TASK DETAILS: For each line below that holds the string "sits", add one to a tally; report that tally alone.

Saved data entries:
>>>>

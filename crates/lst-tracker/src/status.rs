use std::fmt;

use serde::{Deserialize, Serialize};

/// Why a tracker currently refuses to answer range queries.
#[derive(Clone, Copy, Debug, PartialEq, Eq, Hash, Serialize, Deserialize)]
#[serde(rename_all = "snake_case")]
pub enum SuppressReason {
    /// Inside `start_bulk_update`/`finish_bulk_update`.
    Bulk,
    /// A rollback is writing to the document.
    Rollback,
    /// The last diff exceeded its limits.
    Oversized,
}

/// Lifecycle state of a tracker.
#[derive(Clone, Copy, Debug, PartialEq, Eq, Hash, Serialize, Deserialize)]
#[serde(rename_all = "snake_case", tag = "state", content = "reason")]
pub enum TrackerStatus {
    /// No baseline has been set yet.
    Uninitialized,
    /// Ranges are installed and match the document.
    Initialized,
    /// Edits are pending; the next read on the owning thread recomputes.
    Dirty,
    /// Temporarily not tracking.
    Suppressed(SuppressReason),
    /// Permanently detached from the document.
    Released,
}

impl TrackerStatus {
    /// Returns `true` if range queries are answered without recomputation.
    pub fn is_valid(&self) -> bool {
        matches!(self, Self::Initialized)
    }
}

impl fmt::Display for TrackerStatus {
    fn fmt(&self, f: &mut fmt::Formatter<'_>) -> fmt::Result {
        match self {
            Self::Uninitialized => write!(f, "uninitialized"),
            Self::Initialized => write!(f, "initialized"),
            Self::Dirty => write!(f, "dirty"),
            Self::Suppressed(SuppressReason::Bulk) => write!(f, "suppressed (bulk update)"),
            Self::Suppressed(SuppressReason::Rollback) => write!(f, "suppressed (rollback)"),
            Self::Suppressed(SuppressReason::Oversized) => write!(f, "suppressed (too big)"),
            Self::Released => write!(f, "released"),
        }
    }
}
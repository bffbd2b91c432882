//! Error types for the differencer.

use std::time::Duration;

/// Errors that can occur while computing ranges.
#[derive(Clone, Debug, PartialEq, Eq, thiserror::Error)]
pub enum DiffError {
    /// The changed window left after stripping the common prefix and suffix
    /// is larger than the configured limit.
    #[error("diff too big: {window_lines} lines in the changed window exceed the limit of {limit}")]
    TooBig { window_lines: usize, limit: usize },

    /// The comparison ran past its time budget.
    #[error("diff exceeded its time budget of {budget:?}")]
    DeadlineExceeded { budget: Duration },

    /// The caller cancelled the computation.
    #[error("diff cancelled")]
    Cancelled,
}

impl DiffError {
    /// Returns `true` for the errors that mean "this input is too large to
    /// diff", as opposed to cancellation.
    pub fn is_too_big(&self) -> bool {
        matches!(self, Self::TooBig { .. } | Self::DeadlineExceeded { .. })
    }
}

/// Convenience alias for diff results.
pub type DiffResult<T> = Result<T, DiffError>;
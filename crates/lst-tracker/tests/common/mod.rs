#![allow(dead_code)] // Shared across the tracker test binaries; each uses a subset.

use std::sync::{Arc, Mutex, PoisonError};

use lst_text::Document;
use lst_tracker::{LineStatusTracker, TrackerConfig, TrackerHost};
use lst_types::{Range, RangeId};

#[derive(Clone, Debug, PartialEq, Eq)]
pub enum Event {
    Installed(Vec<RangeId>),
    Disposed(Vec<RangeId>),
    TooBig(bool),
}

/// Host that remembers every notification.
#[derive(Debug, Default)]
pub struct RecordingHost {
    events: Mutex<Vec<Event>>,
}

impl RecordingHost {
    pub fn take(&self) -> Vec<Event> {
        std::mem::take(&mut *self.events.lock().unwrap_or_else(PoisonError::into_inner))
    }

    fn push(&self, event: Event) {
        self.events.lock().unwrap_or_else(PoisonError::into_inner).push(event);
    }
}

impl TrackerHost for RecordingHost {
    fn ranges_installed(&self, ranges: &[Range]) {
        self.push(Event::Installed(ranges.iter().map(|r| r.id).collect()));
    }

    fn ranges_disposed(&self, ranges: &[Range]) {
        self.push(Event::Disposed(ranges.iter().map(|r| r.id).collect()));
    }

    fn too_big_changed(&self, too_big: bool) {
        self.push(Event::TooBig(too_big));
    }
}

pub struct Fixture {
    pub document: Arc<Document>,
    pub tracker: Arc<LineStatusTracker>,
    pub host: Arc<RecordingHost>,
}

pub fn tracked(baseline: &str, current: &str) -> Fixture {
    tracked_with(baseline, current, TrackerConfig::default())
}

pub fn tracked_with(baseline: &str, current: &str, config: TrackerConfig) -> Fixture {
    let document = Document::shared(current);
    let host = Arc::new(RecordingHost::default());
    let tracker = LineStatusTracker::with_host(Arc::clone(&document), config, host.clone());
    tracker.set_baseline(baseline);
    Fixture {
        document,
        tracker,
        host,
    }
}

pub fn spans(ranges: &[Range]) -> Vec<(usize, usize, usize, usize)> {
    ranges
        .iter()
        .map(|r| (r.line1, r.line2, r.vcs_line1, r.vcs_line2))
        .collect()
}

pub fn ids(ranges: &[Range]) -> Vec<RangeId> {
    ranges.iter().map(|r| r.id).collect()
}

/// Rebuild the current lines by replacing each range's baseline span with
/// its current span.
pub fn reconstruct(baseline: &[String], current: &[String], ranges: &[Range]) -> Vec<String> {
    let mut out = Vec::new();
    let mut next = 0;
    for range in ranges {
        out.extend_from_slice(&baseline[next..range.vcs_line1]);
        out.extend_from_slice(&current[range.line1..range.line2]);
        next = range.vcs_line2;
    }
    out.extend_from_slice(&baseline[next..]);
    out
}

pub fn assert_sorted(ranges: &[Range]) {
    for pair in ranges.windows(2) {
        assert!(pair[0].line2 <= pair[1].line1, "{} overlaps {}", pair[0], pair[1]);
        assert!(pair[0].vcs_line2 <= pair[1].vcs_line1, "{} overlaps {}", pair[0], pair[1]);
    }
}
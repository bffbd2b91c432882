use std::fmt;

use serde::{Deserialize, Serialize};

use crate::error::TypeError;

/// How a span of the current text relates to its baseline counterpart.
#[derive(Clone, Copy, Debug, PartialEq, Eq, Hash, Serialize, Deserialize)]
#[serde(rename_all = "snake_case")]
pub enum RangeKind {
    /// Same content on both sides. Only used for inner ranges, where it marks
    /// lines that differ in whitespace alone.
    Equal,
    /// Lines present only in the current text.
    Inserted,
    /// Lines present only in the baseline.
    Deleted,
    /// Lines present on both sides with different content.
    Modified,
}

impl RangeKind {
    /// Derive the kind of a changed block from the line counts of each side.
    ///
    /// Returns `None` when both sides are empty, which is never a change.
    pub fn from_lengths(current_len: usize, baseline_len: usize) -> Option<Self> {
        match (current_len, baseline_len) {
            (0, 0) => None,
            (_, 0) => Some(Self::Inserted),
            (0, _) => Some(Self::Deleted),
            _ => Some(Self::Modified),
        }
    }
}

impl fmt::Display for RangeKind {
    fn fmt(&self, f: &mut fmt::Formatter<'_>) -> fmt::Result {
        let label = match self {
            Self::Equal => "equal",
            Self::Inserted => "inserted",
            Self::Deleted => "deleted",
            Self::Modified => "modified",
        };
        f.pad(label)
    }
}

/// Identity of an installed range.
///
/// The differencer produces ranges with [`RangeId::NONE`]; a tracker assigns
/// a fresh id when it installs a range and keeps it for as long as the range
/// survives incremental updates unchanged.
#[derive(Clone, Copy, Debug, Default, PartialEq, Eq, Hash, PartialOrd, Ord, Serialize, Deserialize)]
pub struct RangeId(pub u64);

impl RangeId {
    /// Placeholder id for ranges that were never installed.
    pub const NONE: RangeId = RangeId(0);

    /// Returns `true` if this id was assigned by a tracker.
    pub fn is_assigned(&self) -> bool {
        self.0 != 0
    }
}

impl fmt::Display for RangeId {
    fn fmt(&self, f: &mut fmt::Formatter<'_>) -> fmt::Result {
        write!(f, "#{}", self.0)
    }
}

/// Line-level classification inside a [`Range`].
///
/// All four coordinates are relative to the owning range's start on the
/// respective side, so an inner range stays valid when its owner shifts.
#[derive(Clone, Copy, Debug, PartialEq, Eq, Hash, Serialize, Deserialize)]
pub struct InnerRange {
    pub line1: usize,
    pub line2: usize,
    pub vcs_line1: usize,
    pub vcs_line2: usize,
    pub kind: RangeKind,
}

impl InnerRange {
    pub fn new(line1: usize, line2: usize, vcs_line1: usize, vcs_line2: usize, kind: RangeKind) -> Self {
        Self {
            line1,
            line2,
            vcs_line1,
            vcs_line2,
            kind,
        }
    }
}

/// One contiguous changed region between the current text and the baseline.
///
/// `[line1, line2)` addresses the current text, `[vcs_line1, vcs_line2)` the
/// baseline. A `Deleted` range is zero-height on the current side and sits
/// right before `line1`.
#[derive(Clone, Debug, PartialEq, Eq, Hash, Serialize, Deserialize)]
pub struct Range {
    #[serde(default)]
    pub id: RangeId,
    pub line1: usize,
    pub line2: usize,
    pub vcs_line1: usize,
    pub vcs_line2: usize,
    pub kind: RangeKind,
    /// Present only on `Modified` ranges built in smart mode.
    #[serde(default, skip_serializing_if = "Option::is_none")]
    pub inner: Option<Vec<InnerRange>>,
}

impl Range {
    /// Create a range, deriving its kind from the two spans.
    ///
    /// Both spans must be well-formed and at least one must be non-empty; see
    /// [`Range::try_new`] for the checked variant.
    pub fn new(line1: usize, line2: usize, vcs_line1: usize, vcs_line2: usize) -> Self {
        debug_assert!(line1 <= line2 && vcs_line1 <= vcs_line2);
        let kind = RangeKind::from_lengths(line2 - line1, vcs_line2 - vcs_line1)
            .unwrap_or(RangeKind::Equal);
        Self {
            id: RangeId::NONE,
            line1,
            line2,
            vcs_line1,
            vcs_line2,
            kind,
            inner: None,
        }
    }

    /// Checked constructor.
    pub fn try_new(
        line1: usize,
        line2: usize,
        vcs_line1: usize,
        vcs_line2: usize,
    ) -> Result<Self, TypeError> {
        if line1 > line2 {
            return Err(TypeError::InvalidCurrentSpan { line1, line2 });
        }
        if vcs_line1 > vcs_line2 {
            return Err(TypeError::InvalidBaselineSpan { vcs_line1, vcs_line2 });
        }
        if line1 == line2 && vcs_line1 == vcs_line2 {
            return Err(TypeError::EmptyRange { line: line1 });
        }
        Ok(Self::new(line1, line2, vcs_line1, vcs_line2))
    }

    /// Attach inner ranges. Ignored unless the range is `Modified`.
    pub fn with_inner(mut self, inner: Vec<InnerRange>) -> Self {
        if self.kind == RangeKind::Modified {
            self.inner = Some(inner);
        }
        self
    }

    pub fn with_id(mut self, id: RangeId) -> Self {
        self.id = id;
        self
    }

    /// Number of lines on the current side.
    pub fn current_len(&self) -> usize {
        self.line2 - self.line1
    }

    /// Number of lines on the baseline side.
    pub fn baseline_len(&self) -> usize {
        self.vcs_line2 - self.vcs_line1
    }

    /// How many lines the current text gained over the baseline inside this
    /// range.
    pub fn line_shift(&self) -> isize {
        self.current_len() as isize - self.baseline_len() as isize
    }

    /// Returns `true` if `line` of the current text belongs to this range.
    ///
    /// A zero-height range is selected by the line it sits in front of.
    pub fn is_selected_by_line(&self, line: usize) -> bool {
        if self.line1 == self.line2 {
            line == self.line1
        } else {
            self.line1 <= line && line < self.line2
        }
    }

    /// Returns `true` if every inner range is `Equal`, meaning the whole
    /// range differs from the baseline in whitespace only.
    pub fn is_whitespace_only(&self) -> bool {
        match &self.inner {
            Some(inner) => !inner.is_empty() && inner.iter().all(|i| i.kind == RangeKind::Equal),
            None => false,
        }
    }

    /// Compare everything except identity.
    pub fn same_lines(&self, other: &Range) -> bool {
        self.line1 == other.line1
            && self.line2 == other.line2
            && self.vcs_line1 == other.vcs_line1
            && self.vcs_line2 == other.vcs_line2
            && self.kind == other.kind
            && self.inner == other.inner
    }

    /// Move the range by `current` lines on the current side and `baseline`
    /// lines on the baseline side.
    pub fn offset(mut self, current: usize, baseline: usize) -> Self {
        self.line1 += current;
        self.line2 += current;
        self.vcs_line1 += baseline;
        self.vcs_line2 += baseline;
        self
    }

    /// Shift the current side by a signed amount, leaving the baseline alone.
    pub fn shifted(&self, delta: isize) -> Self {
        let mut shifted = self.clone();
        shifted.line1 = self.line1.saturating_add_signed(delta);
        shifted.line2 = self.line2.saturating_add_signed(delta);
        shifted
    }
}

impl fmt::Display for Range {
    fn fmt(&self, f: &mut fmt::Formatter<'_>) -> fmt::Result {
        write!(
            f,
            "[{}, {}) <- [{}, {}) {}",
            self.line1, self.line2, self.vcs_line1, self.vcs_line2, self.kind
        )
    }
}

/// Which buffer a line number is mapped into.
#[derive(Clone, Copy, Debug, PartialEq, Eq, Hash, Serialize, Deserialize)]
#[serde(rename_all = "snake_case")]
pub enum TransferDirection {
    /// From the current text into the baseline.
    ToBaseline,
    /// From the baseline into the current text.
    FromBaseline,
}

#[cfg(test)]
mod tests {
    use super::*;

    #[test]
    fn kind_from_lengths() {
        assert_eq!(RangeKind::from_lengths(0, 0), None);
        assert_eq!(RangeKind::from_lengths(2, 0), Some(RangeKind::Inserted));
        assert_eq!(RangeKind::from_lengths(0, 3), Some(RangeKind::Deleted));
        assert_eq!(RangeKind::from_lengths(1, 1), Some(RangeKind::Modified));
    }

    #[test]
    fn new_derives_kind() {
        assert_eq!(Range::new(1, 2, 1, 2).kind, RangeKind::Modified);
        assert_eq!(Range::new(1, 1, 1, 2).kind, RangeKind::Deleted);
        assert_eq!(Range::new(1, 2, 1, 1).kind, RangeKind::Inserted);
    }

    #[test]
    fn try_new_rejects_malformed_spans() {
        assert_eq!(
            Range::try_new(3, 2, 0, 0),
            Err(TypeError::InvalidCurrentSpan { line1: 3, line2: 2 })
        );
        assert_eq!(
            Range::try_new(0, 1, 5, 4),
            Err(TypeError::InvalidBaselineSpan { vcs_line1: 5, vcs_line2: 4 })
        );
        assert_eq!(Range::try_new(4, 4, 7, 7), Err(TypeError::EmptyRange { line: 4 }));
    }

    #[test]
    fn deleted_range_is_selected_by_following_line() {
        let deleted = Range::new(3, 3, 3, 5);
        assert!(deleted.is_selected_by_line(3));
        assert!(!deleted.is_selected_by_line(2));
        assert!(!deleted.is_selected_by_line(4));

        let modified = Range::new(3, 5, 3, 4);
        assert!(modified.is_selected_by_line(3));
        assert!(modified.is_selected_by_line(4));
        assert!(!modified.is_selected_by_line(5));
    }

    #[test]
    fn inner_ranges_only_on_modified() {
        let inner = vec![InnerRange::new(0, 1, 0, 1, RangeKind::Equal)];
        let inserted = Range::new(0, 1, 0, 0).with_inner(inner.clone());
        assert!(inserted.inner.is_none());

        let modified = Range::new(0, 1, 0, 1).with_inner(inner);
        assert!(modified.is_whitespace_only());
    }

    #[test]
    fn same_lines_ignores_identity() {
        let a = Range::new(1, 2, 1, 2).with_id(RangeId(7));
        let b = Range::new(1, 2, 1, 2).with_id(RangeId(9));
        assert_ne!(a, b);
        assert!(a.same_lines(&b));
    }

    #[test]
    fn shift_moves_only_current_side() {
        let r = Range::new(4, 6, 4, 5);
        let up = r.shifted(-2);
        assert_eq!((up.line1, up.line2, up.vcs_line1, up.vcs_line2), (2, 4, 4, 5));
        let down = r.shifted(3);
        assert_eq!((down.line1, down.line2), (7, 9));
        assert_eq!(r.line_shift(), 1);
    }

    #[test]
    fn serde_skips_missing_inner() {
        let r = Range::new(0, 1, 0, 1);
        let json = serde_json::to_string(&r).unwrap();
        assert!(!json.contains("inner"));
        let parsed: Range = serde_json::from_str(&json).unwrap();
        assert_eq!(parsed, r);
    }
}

<<<<

TASK SOLUTION: 2